• _What is being asked_: Return only what lies between the first line of the entries and the line containing "fn snat_re() ->", both lines included.

• _Stored records_:
-.-.-

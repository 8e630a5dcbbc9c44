//! Public IPv4 resolution for instance endpoints
//!
//! Strategies are tried in order and the first plausible address wins.

use crate::remote;
use crate::session::{quote, RemoteShell};
use crate::wg_config::WgConfig;
use crate::{EngineConfig, Error, Result};
use ipnet::Ipv4Net;
use regex::Regex;
use std::net::Ipv4Addr;
use std::sync::OnceLock;

/// What is already known about the instance whose endpoint is wanted
#[derive(Debug, Clone, Copy)]
pub struct EndpointQuery<'a> {
    pub instance: &'a str,
    pub server: Option<&'a WgConfig>,
    pub subnet: Option<Ipv4Net>,
    pub listen_port: Option<u16>,
    pub config: &'a EngineConfig,
}

pub type Strategy = fn(&dyn RemoteShell, &EndpointQuery<'_>) -> Option<Ipv4Addr>;

pub const STRATEGIES: &[(&str, Strategy)] = &[
    ("snat-rule", from_snat),
    ("dnat-rule", from_dnat),
    ("client-endpoint", from_client_endpoint),
    ("lookup-service", from_lookup_service),
    ("interface-address", from_interface),
];

fn snat_re() -> &'static Regex {
    static RE: OnceLock<Regex> = OnceLock::new();
    RE.get_or_init(|| {
        Regex::new(r"POSTROUTING.*?--to-source\s+(\d{1,3}(?:\.\d{1,3}){3})").expect("valid regex")
    })
}

fn dnat_re() -> &'static Regex {
    static RE: OnceLock<Regex> = OnceLock::new();
    RE.get_or_init(|| {
        Regex::new(r"DNAT\s+--to-destination\s+(\d{1,3}(?:\.\d{1,3}){3}):(\d+)").expect("valid regex")
    })
}

fn snat_iface_re() -> &'static Regex {
    static RE: OnceLock<Regex> = OnceLock::new();
    RE.get_or_init(|| Regex::new(r"-o\s+(\S+)\s+-j\s+SNAT").expect("valid regex"))
}

fn inet_re() -> &'static Regex {
    static RE: OnceLock<Regex> = OnceLock::new();
    RE.get_or_init(|| Regex::new(r"inet\s+(\d{1,3}(?:\.\d{1,3}){3})/(\d+)").expect("valid regex"))
}

fn default_dev_re() -> &'static Regex {
    static RE: OnceLock<Regex> = OnceLock::new();
    RE.get_or_init(|| Regex::new(r"default\b.*?\bdev\s+(\S+)").expect("valid regex"))
}

/// A usable public-facing address
pub fn plausible(addr: Ipv4Addr) -> bool {
    !(addr.is_unspecified() || addr.is_loopback() || addr.is_broadcast() || addr.is_multicast())
}

fn parse_ip(s: &str) -> Option<Ipv4Addr> {
    s.trim().parse().ok().filter(|a| plausible(*a))
}

/// `PostUp`/`PostDown` commands of the server config, one per element
fn hook_commands(query: &EndpointQuery<'_>) -> Vec<String> {
    let Some(server) = query.server else {
        return Vec::new();
    };
    ["PostUp", "PostDown"]
        .iter()
        .filter_map(|k| server.interface.get(k))
        .flat_map(|v| v.split(';'))
        .map(str::to_string)
        .collect()
}

fn nat_rules(shell: &dyn RemoteShell, chain: &str) -> Vec<String> {
    match shell.exec(&format!("iptables -t nat -S {} 2>/dev/null", chain)) {
        Ok(out) if out.success() => out.stdout.lines().map(str::to_string).collect(),
        _ => Vec::new(),
    }
}

fn from_snat(shell: &dyn RemoteShell, query: &EndpointQuery<'_>) -> Option<Ipv4Addr> {
    let subnet = query.subnet.map(|s| s.trunc().to_string());
    let matches_subnet = |line: &String| subnet.as_ref().map_or(true, |s| line.contains(s.as_str()));
    let mut lines: Vec<String> = hook_commands(query);
    lines.extend(nat_rules(shell, "POSTROUTING"));
    lines
        .iter()
        .filter(|l| matches_subnet(l))
        .find_map(|l| snat_re().captures(l).and_then(|c| parse_ip(&c[1])))
}

fn from_dnat(shell: &dyn RemoteShell, query: &EndpointQuery<'_>) -> Option<Ipv4Addr> {
    let mut lines: Vec<String> = hook_commands(query);
    lines.extend(nat_rules(shell, "PREROUTING"));
    lines.iter().find_map(|l| {
        let caps = dnat_re().captures(l)?;
        let port: u16 = caps[2].parse().ok()?;
        if query.listen_port.is_some_and(|p| p != port) {
            return None;
        }
        parse_ip(&caps[1])
    })
}

/// Endpoint recorded in a client config that already talks to this instance
fn from_client_endpoint(shell: &dyn RemoteShell, query: &EndpointQuery<'_>) -> Option<Ipv4Addr> {
    let pattern = format!("{}-peer*-client.conf", query.instance);
    let files = remote::list_files(shell, &query.config.paths.deploy_dir, &pattern).ok()?;
    files.iter().find_map(|path| {
        let text = remote::read_file(shell, path).ok()??;
        let client = WgConfig::parse(&text)?;
        let (host, _) = client.peers.first()?.endpoint()?;
        parse_ip(host)
    })
}

fn from_lookup_service(shell: &dyn RemoteShell, _query: &EndpointQuery<'_>) -> Option<Ipv4Addr> {
    public_lookup(shell)
}

fn from_interface(shell: &dyn RemoteShell, query: &EndpointQuery<'_>) -> Option<Ipv4Addr> {
    let iface = hook_commands(query)
        .iter()
        .find_map(|l| snat_iface_re().captures(l).map(|c| c[1].to_string()))
        .or_else(|| default_interface(shell))?;
    interface_addresses(shell, &iface).into_iter().next()
}

/// Address reported by an external lookup service
pub fn public_lookup(shell: &dyn RemoteShell) -> Option<Ipv4Addr> {
    let out = shell
        .exec("curl -s -4 --max-time 10 ifconfig.me 2>/dev/null")
        .ok()?;
    out.text().and_then(parse_ip)
}

/// Interface carrying the default route
pub fn default_interface(shell: &dyn RemoteShell) -> Option<String> {
    let out = shell.exec("ip -4 route show default 2>/dev/null").ok()?;
    let text = out.text()?;
    default_dev_re()
        .captures(text)
        .map(|c| c[1].to_string())
}

/// Global IPv4 addresses of `iface`, in the order the kernel lists them
pub fn interface_addresses(shell: &dyn RemoteShell, iface: &str) -> Vec<Ipv4Addr> {
    let Ok(out) = shell.exec(&format!(
        "ip -4 -o addr show dev {} scope global 2>/dev/null",
        quote(iface)
    )) else {
        return Vec::new();
    };
    if !out.success() {
        return Vec::new();
    }
    inet_re()
        .captures_iter(&out.stdout)
        .filter_map(|c| parse_ip(&c[1]))
        .collect()
}

/// Address and prefix assigned to a (WireGuard) interface
pub fn interface_network(shell: &dyn RemoteShell, iface: &str) -> Option<Ipv4Net> {
    let out = shell
        .exec(&format!("ip -4 -o addr show dev {} 2>/dev/null", quote(iface)))
        .ok()?;
    let caps = inet_re().captures(out.text()?)?;
    Ipv4Net::new(caps[1].parse().ok()?, caps[2].parse().ok()?).ok()
}

/// Run the strategy chain
pub fn resolve(shell: &dyn RemoteShell, query: &EndpointQuery<'_>) -> Result<Ipv4Addr> {
    for (name, strategy) in STRATEGIES {
        if let Some(addr) = strategy(shell, query) {
            log::debug!(
                "[{}] endpoint of {} from {}: {}",
                shell.host_id(),
                query.instance,
                name,
                addr
            );
            return Ok(addr);
        }
    }
    log::warn!(
        "[{}] no public address found for {}",
        shell.host_id(),
        query.instance
    );
    Err(Error::NoPublicAddress(query.instance.to_string()))
}

/// Public addresses of the host for multi-homed provisioning
///
/// Returns the default-route interface and its global addresses, with the
/// externally visible one first.
pub fn host_addresses(shell: &dyn RemoteShell) -> Result<(String, Vec<Ipv4Addr>)> {
    let iface = default_interface(shell)
        .ok_or_else(|| Error::NoPublicAddress("host has no default route".to_string()))?;
    let mut addrs = interface_addresses(shell, &iface);
    match public_lookup(shell) {
        Some(public) => {
            addrs.retain(|a| *a != public);
            addrs.insert(0, public);
        }
        None if addrs.is_empty() => {
            return Err(Error::NoPublicAddress(format!(
                "interface {} has no IPv4 address",
                iface
            )))
        }
        None => {}
    }
    Ok((iface, addrs))
}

-.-.-

• _Output for this task_:
repository 8e630a5dcbbc9c44
//! Public IPv4 resolution for instance endpoints
//!
//! Strategies are tried in order and the first plausible address wins.

use crate::remote;
use crate::session::{quote, RemoteShell};
use crate::wg_config::WgConfig;
use crate::{EngineConfig, Error, Result};
use ipnet::Ipv4Net;
use regex::Regex;
use std::net::Ipv4Addr;
use std::sync::OnceLock;

/// What is already known about the instance whose endpoint is wanted
#[derive(Debug, Clone, Copy)]
pub struct EndpointQuery<'a> {
    pub instance: &'a str,
    pub server: Option<&'a WgConfig>,
    pub subnet: Option<Ipv4Net>,
    pub listen_port: Option<u16>,
    pub config: &'a EngineConfig,
}

pub type Strategy = fn(&dyn RemoteShell, &EndpointQuery<'_>) -> Option<Ipv4Addr>;

pub const STRATEGIES: &[(&str, Strategy)] = &[
    ("snat-rule", from_snat),
    ("dnat-rule", from_dnat),
    ("client-endpoint", from_client_endpoint),
    ("lookup-service", from_lookup_service),
    ("interface-address", from_interface),
];

fn snat_re() -> &'static Regex {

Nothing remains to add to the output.